06/06/2019
 Actualizado a 19/09/2019
Guardar
La razón por la que en Vegas se muere tanta gente que no debería morirse es, sin duda, la guerra que dura ya cuarenta años, desde aquel día en que se sembró la primera hectárea de maíz. El espíritu de Gaspar Ilom está presente en todos los velatorios y sabe que está ganando la contienda contra los que profanaron el maíz y lo siembran solamente para ganar dinero y no para comer. Da igual que el alma de Vitorón o la de José ‘el gitano’ o la de Candi Laso se hayan transformado en coyote, en lobo o en milano... Seguirán buscando el espíritu protector por toda la eternidad, desoyendo los cantos de los ángeles o de los demonios que intentan que se queden quietos así en la tierra como en el cielo.

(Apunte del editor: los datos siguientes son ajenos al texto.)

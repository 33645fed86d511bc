use std::path::PathBuf;

use async_trait::async_trait;
use serde_json::{Value, json};
use tokio::io::AsyncWriteExt;
use tokio::sync::Mutex;
use tracing::info;

use crate::error::DeliveryError;
use crate::models::{ItemId, now_ms};

/// Hands one queued payload to the remote service.
///
/// `Ok(())` is a positive acknowledgement; the item is removed from the
/// queue only then. `id` is stable across retries and may be used by the
/// remote side to drop duplicates.
#[async_trait]
pub trait Delivery: Send + Sync {
    async fn submit(&self, id: ItemId, payload: &Value) -> Result<(), DeliveryError>;
}

/// Appends delivered items to an NDJSON journal file.
pub struct JournalDelivery {
    path: PathBuf,
    write_lock: Mutex<()>,
}

impl JournalDelivery {
    pub fn new(path: impl Into<PathBuf>) -> Self {
        Self {
            path: path.into(),
            write_lock: Mutex::new(()),
        }
    }
}

#[async_trait]
impl Delivery for JournalDelivery {
    async fn submit(&self, id: ItemId, payload: &Value) -> Result<(), DeliveryError> {
        let mut line = serde_json::to_vec(&json!({
            "id": id,
            "delivered_at": now_ms(),
            "payload": payload,
        }))
        .map_err(|e| DeliveryError::Permanent(e.to_string()))?;
        line.push(b'\n');

        let _guard = self.write_lock.lock().await;
        let mut file = tokio::fs::OpenOptions::new()
            .create(true)
            .append(true)
            .open(&self.path)
            .await?;
        file.write_all(&line).await?;
        file.flush().await?;
        info!(%id, journal = %self.path.display(), "item delivered");
        Ok(())
    }
}

#[cfg(test)]
mod tests {
    use super::*;

    #[tokio::test]
    async fn journal_appends_one_line_per_item() -> anyhow::Result<()> {
        let dir = tempfile::tempdir()?;
        let path = dir.path().join("delivered.ndjson");
        let delivery = JournalDelivery::new(&path);

        let first = ItemId::new();
        delivery.submit(first, &json!({"caption": "a"})).await?;
        delivery.submit(ItemId::new(), &json!({"caption": "b"})).await?;

        let content = tokio::fs::read_to_string(&path).await?;
        let lines: Vec<Value> = content
            .lines()
            .map(serde_json::from_str)
            .collect::<Result<_, _>>()?;
        assert_eq!(lines.len(), 2);
        assert_eq!(lines[0]["id"], json!(first));
        assert_eq!(lines[1]["payload"]["caption"], "b");
        Ok(())
    }
}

El maíz dejó de ser el alimento que nos dieron los dioses para convertirse en una forma de ganar dinero o de alimentar a animales. Esto les molestó mucho y por eso dijeron a Gaspar Ilom que se sublevara, que iniciase una guerra eterna, que matase, sin remordimientos, al mayor número de hombres que pudiese. No se sabe el porqué eligió a Vegas como campo de batalla; cómo se trasladó la lucha desde las montañas de Guatemala hasta la ribera; cómo ha conseguido que la guerra tenga mucha más repercusión aquí que allá. Pero lo ha conseguido. Cada año, además de los viejos que se mueren porque no les queda más remedio que morirse, se lleva consigo el alma de uno o más hombres y mujeres a los que, en condiciones normales, no les había llegado su hora. Y la rueda sigue girando...

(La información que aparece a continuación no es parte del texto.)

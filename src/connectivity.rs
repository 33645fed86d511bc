//! Connectivity monitor.
//!
//! Holds the last observed online/offline value reported by the host and
//! fans every edge out to registered handlers. Handlers run synchronously on
//! the thread that reported the change, after the new value is visible to
//! `current_status`.

use std::collections::BTreeMap;
use std::sync::{Arc, Mutex, MutexGuard, PoisonError, Weak};

use tracing::info;

use crate::models::Connectivity;

type Handler = Arc<dyn Fn(Connectivity) + Send + Sync>;

struct Inner {
    status: Connectivity,
    next_id: u64,
    handlers: BTreeMap<u64, Handler>,
}

/// Shared handle to the host's connectivity signal.
#[derive(Clone)]
pub struct ConnectivityMonitor {
    inner: Arc<Mutex<Inner>>,
}

impl ConnectivityMonitor {
    pub fn new(initial: Connectivity) -> Self {
        Self {
            inner: Arc::new(Mutex::new(Inner {
                status: initial,
                next_id: 0,
                handlers: BTreeMap::new(),
            })),
        }
    }

    /// Last observed value. Never blocks on anything but the handler registry.
    pub fn current_status(&self) -> Connectivity {
        self.lock().status
    }

    pub fn is_online(&self) -> bool {
        self.current_status().is_online()
    }

    /// Feed a new reading from the host. Returns `true` if it was an edge.
    pub fn set_status(&self, status: Connectivity) -> bool {
        let handlers: Vec<Handler> = {
            let mut inner = self.lock();
            if inner.status == status {
                return false;
            }
            inner.status = status;
            inner.handlers.values().cloned().collect()
        };
        info!(?status, subscribers = handlers.len(), "connectivity changed");
        for handler in handlers {
            handler(status);
        }
        true
    }

    /// Register `handler` for every transition. Dropping the returned
    /// subscription deregisters it.
    pub fn subscribe<F>(&self, handler: F) -> Subscription
    where
        F: Fn(Connectivity) + Send + Sync + 'static,
    {
        let mut inner = self.lock();
        let id = inner.next_id;
        inner.next_id += 1;
        inner.handlers.insert(id, Arc::new(handler));
        Subscription {
            monitor: Arc::downgrade(&self.inner),
            id: Some(id),
        }
    }

    pub fn subscriber_count(&self) -> usize {
        self.lock().handlers.len()
    }

    fn lock(&self) -> MutexGuard<'_, Inner> {
        self.inner.lock().unwrap_or_else(PoisonError::into_inner)
    }
}

impl std::fmt::Debug for ConnectivityMonitor {
    fn fmt(&self, f: &mut std::fmt::Formatter<'_>) -> std::fmt::Result {
        let inner = self.lock();
        f.debug_struct("ConnectivityMonitor")
            .field("status", &inner.status)
            .field("subscribers", &inner.handlers.len())
            .finish()
    }
}

/// Scoped registration returned by [`ConnectivityMonitor::subscribe`].
#[must_use = "dropping a subscription cancels it"]
pub struct Subscription {
    monitor: Weak<Mutex<Inner>>,
    id: Option<u64>,
}

impl Subscription {
    pub fn cancel(mut self) {
        self.release();
    }

    fn release(&mut self) {
        let Some(id) = self.id.take() else { return };
        if let Some(inner) = self.monitor.upgrade() {
            inner
                .lock()
                .unwrap_or_else(PoisonError::into_inner)
                .handlers
                .remove(&id);
        }
    }
}

impl Drop for Subscription {
    fn drop(&mut self) {
        self.release();
    }
}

El otro día, por la noche, no se escuchaba ni un ladrido, ni un aullido, ni un canto de los pájaros. No es normal y así lo pensé cuando me levanté a mear a las cinco de la mañana. Pero no le di importancia. Y me equivoqué. Era el silencio absoluto que precede a la batalla, la paz silenciosa que llega antes que el ruido del cañón o de la pistola. Era el preámbulo de la guerra. Dos día después, se confirmaron los augurios y otro muerto a destiempo había quedado en la cuneta de la vida. No me di cuenta que iba a suceder. Pensé que el lobo se había escondido en la cueva más profunda; intuí que el milano había dejado de volar porque estaba cansado. No era verdad. Estaban esperando a entrar en batalla; esperando a que llegase el alba para poder acercarse a cualquiera de las posibles víctimas y acertar a morderles en el corazón para que no sufrieran. La verdad es que uno se siente indefenso, impotente, desarmado ante su terrible fuerza. Uno se siente como si fuera un niño de cinco años que se levanta asustado después de una noche de pesadillas.

Sé que lo que llevo escrito hasta ahora dejará fría a la mayoría de mis diez lectores. No lo entenderán, porque no comprenden el poder de la magia. Solamente trato de explicar como me siento después de la muerte de un amigo. Otro más, y van..., que se marcha antes de tiempo.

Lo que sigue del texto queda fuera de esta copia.